G Use of Estimates — The preparation of the consolidated financial statements in conformity with accounting principles generally accepted in the United States of America requires management to make estimates and assumptions that affect the reported amounts of assets and liabilities at the date of the consolidated financial statements and the reported amounts of income and expense during the reporting period. Actual results could differ from those estimates.
H Indemnifications — Under the Portfolio’s organizational documents, its officers and Trustees may be indemnified against certain liabilities and expenses arising out of the performance of their duties to the Portfolio. Under Massachusetts law, if certain conditions prevail, interestholders in the Portfolio could be deemed to have personal liability for the obligations of the Portfolio. However, the Portfolio’s Declaration of Trust contains an express disclaimer of liability on the part of Portfolio interestholders and the By-laws provide that the Portfolio shall assume the defense on behalf of any Portfolio interestholder. Moreover, the By-laws also provide for indemnification out of Portfolio property of any interestholder held personally liable solely by reason of being or having been an interestholder for all loss or expense arising from such liability. Additionally, in the normal course of business, the Portfolio enters into agreements with service providers that may contain indemnification clauses. The Portfolio’s maximum exposure under these arrangements is unknown as this would involve future claims that may be made against the Portfolio that have not yet occurred.
I Financial Futures Contracts — The Portfolio may enter into financial futures contracts. The Portfolio’s investment in financial futures contracts is designed for hedging against changes in interest rates or as a substitute for the purchase of securities. Upon entering into a financial futures contract, the Portfolio is required to deposit with the broker, either in cash or securities, an amount equal to a certain percentage of the purchase price (initial margin). Subsequent payments, known as variation margin, are made or received by the Portfolio each business day, depending on the daily fluctuations in the value of the underlying security, and are recorded as unrealized gains or losses by the Portfolio. Gains (losses) are realized upon the expiration or closing of the financial futures contracts. Should market conditions change unexpectedly, the Portfolio may not achieve the anticipated benefits of the financial futures contracts and may realize a loss. Futures contracts have minimal counterparty risk as they are exchange traded and the clearinghouse for the exchange is substituted as the counterparty, guaranteeing counterparty performance.

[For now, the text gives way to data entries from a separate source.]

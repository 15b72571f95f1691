use crate::checkpoint::ledger::PartitionLedger;
use crate::checkpoint::{CheckpointConfig, CheckpointManager, CheckpointMode};
use crate::source::{PartitionContext, SourceMessage};

/// Never checkpoints autonomously.
///
/// Effective under [`CheckpointMode::Manual`]. `on_message` only records the
/// delivered message so that application code holding the partition's
/// [`PartitionContext`] can locate the current message via
/// [`current`](ManualCheckpointer::current) and checkpoint it explicitly
/// (`checkpoint_message`), or commit the read position directly
/// (`checkpoint`).
pub struct ManualCheckpointer<M> {
    partitions: PartitionLedger<M>,
}

impl<M> ManualCheckpointer<M> {
    /// Create the strategy, failing fast on a config for a different mode.
    pub fn new(config: CheckpointConfig) -> Self {
        assert_eq!(
            config.mode(),
            CheckpointMode::Manual,
            "manual checkpointer requires a manual-mode config",
        );
        Self {
            partitions: PartitionLedger::default(),
        }
    }
}

impl<M: Clone> ManualCheckpointer<M> {
    /// The most recently delivered message for the partition, if any.
    pub fn current(&self, partition_id: &str) -> Option<M> {
        self.partitions.last(partition_id)
    }
}

impl<C, M> CheckpointManager<C, M> for ManualCheckpointer<M>
where
    C: PartitionContext<M> + Clone + Send + Sync + 'static,
    M: SourceMessage + Clone + Send + Sync + 'static,
{
    fn on_message(&self, context: &C, message: M) {
        self.partitions.record(context.partition_id(), message);
    }
}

J Forward Foreign Currency Exchange Contracts — The Portfolio may enter into forward foreign currency exchange contracts for the purchase or sale of a specific foreign currency at a fixed price on a future date. The Portfolio enters into forward contracts for hedging purposes as well as non-hedging purposes. The forward foreign currency exchange contract is adjusted by the daily exchange rate of the underlying currency and any gains or losses are recorded as unrealized until such time as the contracts has been closed or offset by another contract with the same broker for the same settlement date and currency. Risks may arise upon entering these contracts from the potential inability of counterparties to meet the terms of their contracts and from movements in the value of a foreign currency relative to the U.S. dollar.

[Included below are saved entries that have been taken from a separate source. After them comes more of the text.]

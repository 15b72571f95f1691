use crate::checkpoint::ledger::PartitionLedger;
use crate::checkpoint::{ledger, CheckpointConfig, CheckpointManager, CheckpointMode};
use crate::source::{PartitionContext, SourceMessage};

/// Checkpoints after every Nth message observed for a partition.
///
/// Effective under [`CheckpointMode::PartitionCount`]. Each partition counts
/// its own deliveries; when the count reaches the configured threshold the
/// triggering message is committed and the counter resets.
pub struct CountCheckpointer<M> {
    threshold: u64,
    partitions: PartitionLedger<M>,
}

impl<M> CountCheckpointer<M> {
    /// Create the strategy, failing fast on a config for a different mode.
    pub fn new(config: CheckpointConfig) -> Self {
        assert_eq!(
            config.mode(),
            CheckpointMode::PartitionCount,
            "count checkpointer requires a partition-count-mode config",
        );
        assert!(
            config.count() > 0,
            "count checkpointer requires a positive message count",
        );
        Self {
            threshold: u64::from(config.count()),
            partitions: PartitionLedger::default(),
        }
    }
}

impl<C, M> CheckpointManager<C, M> for CountCheckpointer<M>
where
    C: PartitionContext<M> + Clone + Send + Sync + 'static,
    M: SourceMessage + Clone + Send + Sync + 'static,
{
    fn on_message(&self, context: &C, message: M) {
        let observation = self
            .partitions
            .record(context.partition_id(), message.clone());

        if observation.seen >= self.threshold {
            self.partitions.reset_count(context.partition_id());
            ledger::commit(context, message);
        }
    }
}

#[cfg(test)]
mod tests {
    use super::*;
    use crate::checkpoint::testsupport::{settle, wait_for_commits};
    use crate::source::inmemory::{CommitRecord, InMemoryMessage, InMemoryPartition};

    #[tokio::test]
    async fn seven_messages_with_count_three_commit_twice() {
        let config = CheckpointConfig::new(CheckpointMode::PartitionCount).with_count(3);
        let strategy = CountCheckpointer::new(config);
        let partition = InMemoryPartition::new("0");

        for offset in 0..7 {
            let message = InMemoryMessage::new(b"payload".to_vec()).with_offset(offset);
            strategy.on_message(&partition, message);
        }

        let commits = wait_for_commits(&partition, 2).await;
        settle().await;

        let commits_after = partition.commits().await;
        assert_eq!(commits_after.len(), 2, "only the 3rd and 6th message commit");
        assert_eq!(
            commits,
            vec![
                CommitRecord::Message {
                    message_id: None,
                    offset: Some("2".to_owned()),
                },
                CommitRecord::Message {
                    message_id: None,
                    offset: Some("5".to_owned()),
                },
            ],
        );
    }

    #[tokio::test]
    async fn counters_are_tracked_per_partition() {
        let config = CheckpointConfig::new(CheckpointMode::PartitionCount).with_count(2);
        let strategy = CountCheckpointer::new(config);
        let left = InMemoryPartition::new("0");
        let right = InMemoryPartition::new("1");

        strategy.on_message(&left, InMemoryMessage::new(b"a".to_vec()).with_offset(0));
        strategy.on_message(&right, InMemoryMessage::new(b"b".to_vec()).with_offset(0));

        settle().await;
        assert!(left.commits().await.is_empty());
        assert!(right.commits().await.is_empty());

        strategy.on_message(&left, InMemoryMessage::new(b"c".to_vec()).with_offset(1));

        let commits = wait_for_commits(&left, 1).await;
        assert_eq!(commits.len(), 1);
        settle().await;
        assert!(right.commits().await.is_empty());
    }

    #[test]
    #[should_panic(expected = "count checkpointer requires a partition-count-mode config")]
    fn rejects_a_config_for_another_mode() {
        CountCheckpointer::<InMemoryMessage>::new(CheckpointConfig::new(CheckpointMode::Batch));
    }

    #[test]
    #[should_panic(expected = "positive message count")]
    fn rejects_a_zero_count() {
        let config = CheckpointConfig::new(CheckpointMode::PartitionCount).with_count(0);
        CountCheckpointer::<InMemoryMessage>::new(config);
    }
}
#![doc = include_str!("../README.md")]

pub mod checkpoint;
mod consumer;
pub mod converter;
pub mod envelope;
pub mod handler;
pub mod source;

#[doc(inline)]
pub use envelope::{Envelope, HeaderValue, Headers};

#[doc(inline)]
pub use converter::{MessageConverter, PayloadFormat};

#[doc(inline)]
pub use checkpoint::{CheckpointConfig, CheckpointManager, CheckpointMode, CheckpointStrategy};

#[doc(inline)]
pub use source::{Batch, PartitionContext, SourceMessage, StreamBatches};

#[doc(inline)]
pub use handler::{Handler, Pipeline, PipelineError, PipelineErrorKind};

#[doc(inline)]
pub use consumer::{Consumer, ConsumerHook, ConsumerRunError, DefaultConsumerHook};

K Written Options — Upon the writing of a call or a put option, the premium received by the Portfolio is included in the Consolidated Statement of Assets and Liabilities as a liability. The amount of the liability is subsequently marked-to-market to reflect the current market value of the option written, in accordance with the Portfolio’s policies on investment valuations discussed above. Premiums received from writing options which expire are treated as realized gains. Premiums received from writing options which are exercised or are closed are added to or offset against the proceeds or amount paid on the transaction to determine the realized gain or loss. If a put option on a security is exercised, the premium reduces the cost basis of the securities purchased by the Portfolio. The Portfolio, as a writer of an option, may have no control over whether the underlying securities or other assets may be sold (call) or purchased (put) and, as a result, bears the market risk of an unfavorable change in the price of the securities or other assets underlying the written option. The Portfolio may also bear the risk of not being able to enter into a closing transaction if a liquid secondary market does not exist.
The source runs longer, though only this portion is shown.